(Collected data)
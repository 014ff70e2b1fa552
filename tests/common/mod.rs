//! Shared test helpers and mock provider.

use async_trait::async_trait;
use futures::stream::BoxStream;

use tern::error::TernError;
use tern::provider::{ModelProvider, ProviderRequest, ProviderResponse};
use tern::types::*;

/// One scripted event in a mocked stream.
pub enum ScriptedDelta {
    Text(String),
    ToolCall(AgentToolCall),
    Fail(String),
}

/// One mocked delta source: its events plus the usage on the final delta.
pub struct ScriptedStream {
    pub deltas: Vec<ScriptedDelta>,
    pub usage: Option<Usage>,
}

/// A mock provider that returns canned responses and scripted streams.
pub struct MockProvider {
    model_id: String,
    streaming: bool,
    responses: std::sync::Mutex<Vec<ProviderResponse>>,
    scripts: std::sync::Mutex<Vec<ScriptedStream>>,
}

#[allow(dead_code)]
impl MockProvider {
    pub fn new(model_id: &str) -> Self {
        Self {
            model_id: model_id.to_string(),
            streaming: true,
            responses: std::sync::Mutex::new(Vec::new()),
            scripts: std::sync::Mutex::new(Vec::new()),
        }
    }

    /// A provider that reports no streaming protocol; blocking completions
    /// get wrapped as single-fragment sources by the runtime.
    pub fn non_streaming(model_id: &str) -> Self {
        Self {
            streaming: false,
            ..Self::new(model_id)
        }
    }

    fn default_usage() -> Usage {
        Usage {
            input_tokens: 10,
            output_tokens: 20,
            total_tokens: 30,
            ..Default::default()
        }
    }

    /// Queue a blocking text response.
    pub fn queue_response(&self, text: &str) {
        self.responses.lock().unwrap().push(ProviderResponse {
            text: text.to_string(),
            usage: Some(Self::default_usage()),
            tool_calls: vec![],
            finish_reason: Some(FinishReason::Stop),
        });
    }

    /// Queue a blocking tool call response.
    pub fn queue_tool_call(&self, id: &str, name: &str, args: serde_json::Value) {
        self.responses.lock().unwrap().push(ProviderResponse {
            text: String::new(),
            usage: Some(Usage {
                input_tokens: 10,
                output_tokens: 5,
                total_tokens: 15,
                ..Default::default()
            }),
            tool_calls: vec![AgentToolCall {
                id: id.to_string(),
                name: name.to_string(),
                arguments: args,
            }],
            finish_reason: Some(FinishReason::ToolCalls),
        });
    }

    /// Queue a stream with exactly the given fragments, in order.
    pub fn queue_fragments(&self, fragments: &[&str]) {
        self.scripts.lock().unwrap().push(ScriptedStream {
            deltas: fragments
                .iter()
                .map(|f| ScriptedDelta::Text(f.to_string()))
                .collect(),
            usage: Some(Self::default_usage()),
        });
    }

    /// Queue a stream that emits a tool call and no text.
    pub fn queue_stream_tool_call(&self, id: &str, name: &str, args: serde_json::Value) {
        self.scripts.lock().unwrap().push(ScriptedStream {
            deltas: vec![ScriptedDelta::ToolCall(AgentToolCall {
                id: id.to_string(),
                name: name.to_string(),
                arguments: args,
            })],
            usage: Some(Usage {
                input_tokens: 10,
                output_tokens: 5,
                total_tokens: 15,
                ..Default::default()
            }),
        });
    }

    /// Queue a stream that fails after the given fragments.
    pub fn queue_stream_error_after(&self, fragments: &[&str], message: &str) {
        let mut deltas: Vec<ScriptedDelta> = fragments
            .iter()
            .map(|f| ScriptedDelta::Text(f.to_string()))
            .collect();
        deltas.push(ScriptedDelta::Fail(message.to_string()));
        self.scripts
            .lock()
            .unwrap()
            .push(ScriptedStream { deltas, usage: None });
    }
}

#[async_trait]
impl ModelProvider for MockProvider {
    fn model_id(&self) -> &str {
        &self.model_id
    }

    fn supports_streaming(&self) -> bool {
        self.streaming
    }

    async fn generate_text(
        &self,
        _request: &ProviderRequest,
    ) -> Result<ProviderResponse, TernError> {
        let mut responses = self.responses.lock().unwrap();
        if responses.is_empty() {
            return Ok(ProviderResponse {
                text: "Mock response".to_string(),
                usage: None,
                tool_calls: vec![],
                finish_reason: Some(FinishReason::Stop),
            });
        }
        Ok(responses.remove(0))
    }

    async fn stream_text(
        &self,
        _request: &ProviderRequest,
    ) -> Result<BoxStream<'static, Result<TextStreamDelta, TernError>>, TernError> {
        let script = {
            let mut scripts = self.scripts.lock().unwrap();
            if scripts.is_empty() {
                // Fall back to the blocking queue, chunked.
                let text = {
                    let mut responses = self.responses.lock().unwrap();
                    if responses.is_empty() {
                        "Mock streamed response".to_string()
                    } else {
                        responses.remove(0).text
                    }
                };
                ScriptedStream {
                    deltas: text
                        .chars()
                        .collect::<Vec<_>>()
                        .chunks(5)
                        .map(|c| ScriptedDelta::Text(c.iter().collect()))
                        .collect(),
                    usage: Some(Self::default_usage()),
                }
            } else {
                scripts.remove(0)
            }
        };

        let stream = async_stream::stream! {
            for delta in script.deltas {
                match delta {
                    ScriptedDelta::Text(text) => yield Ok(TextStreamDelta::text(text)),
                    ScriptedDelta::ToolCall(call) => yield Ok(TextStreamDelta {
                        text: String::new(),
                        event_type: StreamEventType::ToolCallDelta,
                        tool_call: Some(call),
                        finish_reason: None,
                        usage: None,
                    }),
                    ScriptedDelta::Fail(message) => {
                        yield Err(TernError::Stream(message));
                        return;
                    }
                }
            }
            yield Ok(TextStreamDelta::done(Some(FinishReason::Stop), script.usage));
        };

        Ok(Box::pin(stream))
    }
}
//! Token usage types and the usage normalizer.
//!
//! Providers report usage in several shapes: an already-decoded JSON mapping,
//! a typed [`Usage`] struct, or a raw JSON value of unknown layout.
//! [`normalize`] converts any of them into one canonical mapping, or `None`.
//! Usage is optional telemetry, so normalization never fails.

use serde::{Deserialize, Serialize};

/// Token usage for a generation.
#[derive(Debug, Clone, Serialize, Deserialize, Default, PartialEq)]
pub struct Usage {
    pub input_tokens: u32,
    pub output_tokens: u32,
    pub total_tokens: u32,
    #[serde(default, skip_serializing_if = "Option::is_none")]
    pub cache_read_tokens: Option<u32>,
    #[serde(default, skip_serializing_if = "Option::is_none")]
    pub reasoning_tokens: Option<u32>,
}

impl Usage {
    /// Merge another usage into this one (accumulate).
    pub fn merge(&mut self, other: &Usage) {
        self.input_tokens += other.input_tokens;
        self.output_tokens += other.output_tokens;
        self.total_tokens += other.total_tokens;
        if let Some(v) = other.cache_read_tokens {
            *self.cache_read_tokens.get_or_insert(0) += v;
        }
        if let Some(v) = other.reasoning_tokens {
            *self.reasoning_tokens.get_or_insert(0) += v;
        }
    }
}

/// The closed set of usage payload shapes the normalizer accepts.
#[derive(Debug, Clone)]
pub enum UsagePayload {
    /// Already a JSON mapping.
    Map(serde_json::Map<String, serde_json::Value>),
    /// Typed usage carrying its own serialization.
    Typed(Usage),
    /// Raw JSON of unknown layout.
    Raw(serde_json::Value),
}

impl From<Usage> for UsagePayload {
    fn from(usage: Usage) -> Self {
        Self::Typed(usage)
    }
}

/// Normalize an optional usage payload into a canonical mapping.
///
/// `None` stays `None`. A mapping is returned as a copy, leaving the caller's
/// data untouched. A typed payload is serialized through its own dump. A raw
/// value is accepted only when it already is an object; anything else yields
/// `None` rather than an error.
pub fn normalize(
    payload: Option<UsagePayload>,
) -> Option<serde_json::Map<String, serde_json::Value>> {
    match payload? {
        UsagePayload::Map(map) => Some(map),
        UsagePayload::Typed(usage) => match serde_json::to_value(&usage) {
            Ok(serde_json::Value::Object(map)) => Some(map),
            _ => None,
        },
        UsagePayload::Raw(value) => match value {
            serde_json::Value::Object(map) => Some(map),
            _ => None,
        },
    }
}
//! Error types for Tern.

use thiserror::Error;

/// Primary error type for all Tern operations.
#[derive(Error, Debug)]
pub enum TernError {
    /// Missing/invalid credentials or model id at agent-build time.
    /// Always surfaced to the caller, never retried.
    #[error("Configuration error: {0}")]
    Configuration(String),

    /// Underlying client failure during a turn, with the original cause
    /// preserved. Retry policy, if any, belongs to the network layer.
    #[error("Execution error: {message}")]
    Execution {
        message: String,
        #[source]
        source: Option<Box<dyn std::error::Error + Send + Sync>>,
    },

    #[error("API error (status {status}): {message}")]
    Api { status: u16, message: String },

    #[error("Network error: {0}")]
    Network(#[from] reqwest::Error),

    #[error("Serialization error: {0}")]
    Serialization(#[from] serde_json::Error),

    #[error("Stream error: {0}")]
    Stream(String),

    #[error("Tool execution error: {tool_name} — {message}")]
    ToolExecution { tool_name: String, message: String },

    #[error("Invalid argument: {0}")]
    InvalidArgument(String),
}

impl TernError {
    /// Create an execution error without an underlying cause.
    pub fn execution(message: impl Into<String>) -> Self {
        Self::Execution {
            message: message.into(),
            source: None,
        }
    }

    /// Wrap an underlying client failure, preserving it as the source.
    pub fn execution_from(
        message: impl Into<String>,
        source: impl std::error::Error + Send + Sync + 'static,
    ) -> Self {
        Self::Execution {
            message: message.into(),
            source: Some(Box::new(source)),
        }
    }

    /// Create an API error for an HTTP status.
    pub fn api(status: u16, message: impl Into<String>) -> Self {
        Self::Api {
            status,
            message: message.into(),
        }
    }

    /// Whether this error originates from agent construction rather than a turn.
    pub fn is_configuration(&self) -> bool {
        matches!(self, Self::Configuration(_))
    }
}

/// Convenience alias.
pub type Result<T> = std::result::Result<T, TernError>;
//! Message types for model communication.

use chrono::{DateTime, Utc};
use serde::{Deserialize, Serialize};

/// A message in a conversation.
#[derive(Debug, Clone, Serialize, Deserialize, PartialEq)]
pub struct ModelMessage {
    pub role: Role,
    pub content: Vec<ContentPart>,
    #[serde(default, skip_serializing_if = "Option::is_none")]
    pub timestamp: Option<DateTime<Utc>>,
}

impl ModelMessage {
    /// Create a system message.
    pub fn system(text: impl Into<String>) -> Self {
        Self {
            role: Role::System,
            content: vec![ContentPart::Text { text: text.into() }],
            timestamp: Some(Utc::now()),
        }
    }

    /// Create a user message.
    pub fn user(text: impl Into<String>) -> Self {
        Self {
            role: Role::User,
            content: vec![ContentPart::Text { text: text.into() }],
            timestamp: Some(Utc::now()),
        }
    }

    /// Create an assistant message.
    pub fn assistant(text: impl Into<String>) -> Self {
        Self {
            role: Role::Assistant,
            content: vec![ContentPart::Text { text: text.into() }],
            timestamp: Some(Utc::now()),
        }
    }

    /// Create a tool result message.
    pub fn tool_result(
        tool_call_id: impl Into<String>,
        result: serde_json::Value,
        is_error: bool,
    ) -> Self {
        Self {
            role: Role::Tool,
            content: vec![ContentPart::ToolResult(AgentToolResult {
                tool_call_id: tool_call_id.into(),
                result,
                is_error,
            })],
            timestamp: Some(Utc::now()),
        }
    }

    /// Extract the text content, concatenating all text parts.
    pub fn text(&self) -> String {
        self.content
            .iter()
            .filter_map(|part| match part {
                ContentPart::Text { text } => Some(text.as_str()),
                _ => None,
            })
            .collect::<Vec<_>>()
            .join("")
    }

    /// Extract tool calls from this message.
    pub fn tool_calls(&self) -> Vec<&AgentToolCall> {
        self.content
            .iter()
            .filter_map(|part| match part {
                ContentPart::ToolCall(tc) => Some(tc),
                _ => None,
            })
            .collect()
    }
}

/// Conversation role.
#[derive(Debug, Clone, Copy, Serialize, Deserialize, PartialEq, Eq, Hash)]
#[serde(rename_all = "lowercase")]
pub enum Role {
    System,
    User,
    Assistant,
    Tool,
}

/// A single part of message content.
#[derive(Debug, Clone, Serialize, Deserialize, PartialEq)]
#[serde(tag = "type", rename_all = "snake_case")]
pub enum ContentPart {
    Text { text: String },
    ToolCall(AgentToolCall),
    ToolResult(AgentToolResult),
}

/// A tool call requested by the model.
#[derive(Debug, Clone, Serialize, Deserialize, PartialEq)]
pub struct AgentToolCall {
    pub id: String,
    pub name: String,
    pub arguments: serde_json::Value,
}

/// A tool execution result.
#[derive(Debug, Clone, Serialize, Deserialize, PartialEq)]
pub struct AgentToolResult {
    pub tool_call_id: String,
    pub result: serde_json::Value,
    #[serde(default)]
    pub is_error: bool,
}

PROBLEM REQUIREMENTS =
All lines in the records that contain "else" are to be copied and returned.

YOUR RESPONSE =
                    } else {
            } else {
/// value is accepted only when it already is an object; anything else yields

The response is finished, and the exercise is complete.